Changing Bad Technique.

Change of Direction Receive

At the MDTTC tournament this weekend player I was coaching was having trouble against a much higher-rated player who had nice last-second change of directions on his receives. Over and over he'd start to push the ball one way - usually to the backhand - and at the last second, would change and go the other way. (Here's a Tip on this, "Pushing Change of Direction.") Although my player kept the first game close when the other player kept going for (and missing) some difficult counterloops, this last-second change of directions completely stopped my player's serve and attack. He'd see where the ball was going and start to move to attack, and then, suddenly, the ball would be somewhere else, and he'd be lunging to make a return.

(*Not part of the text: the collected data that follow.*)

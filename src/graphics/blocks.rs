//! Unicode half-block rendering backend (universal fallback)
//!
//! Each cell shows two vertically stacked pixels: `▀` with the top pixel as
//! foreground and the bottom pixel as background.

use super::Presenter;
use crate::canvas::Canvas;
use crate::color::Color;
use crate::layout::Rect;
use anyhow::Result;
use std::fmt::Write as FmtWrite;
use std::io::Write;

const HALF_BLOCK: char = '▀';

impl Presenter {
    /// Re-emit every cell overlapping `region`
    ///
    /// Optimized to batch character writes per line and to skip color codes
    /// that repeat the previous cell's.
    pub(super) fn present_blocks<W: Write>(
        &mut self,
        writer: &mut W,
        canvas: &Canvas,
        region: &Rect,
    ) -> Result<()> {
        let Some(region) = region.clip(&canvas.bounds()) else {
            return Ok(());
        };

        let col0 = region.x.floor() as u32;
        let col1 = (region.right().ceil() as u32).min(canvas.width());
        let row0 = (region.y / 2.0).floor() as u32;
        let row1 = ((region.bottom() / 2.0).ceil() as u32).min(canvas.height().div_ceil(2));

        for row in row0..row1 {
            self.line_buffer.clear();
            write!(self.line_buffer, "\x1b[{};{}H", row + 1, col0 + 1).ok();

            let mut last: Option<(Color, Color)> = None;
            for col in col0..col1 {
                let top = canvas.pixel(col, row * 2).unwrap_or(Color::black());
                let bottom = canvas.pixel(col, row * 2 + 1).unwrap_or(top);

                if last != Some((top, bottom)) {
                    self.line_buffer.push_str(&top.fg_code(self.truecolor));
                    self.line_buffer.push_str(&bottom.bg_code(self.truecolor));
                    last = Some((top, bottom));
                }
                self.line_buffer.push(HALF_BLOCK);
            }

            self.line_buffer.push_str("\x1b[0m");
            writer.write_all(self.line_buffer.as_bytes())?;
        }

        Ok(())
    }
}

Between games I told him to focus on three things. First, go completely two-winged to follow up his serve - if the receive was to his backhand, backhand loop, while if the ball was to the forehand, forehand loop. Players who can't do this when necessary have a major weakness in their games.

Second, since he wasn't trying to follow with the forehand, I told him to take his time and just wait and see where the ball was going. He was so used to reacting quickly that his own instincts were going against him as he reacted too quickly. This showed that most players are too obvious in their returns, telegraphing their receive way too early. It also showed how effective it is when a player learns the seemingly basic idea of not telegraphing the receive, i.e. changing directions at the last second.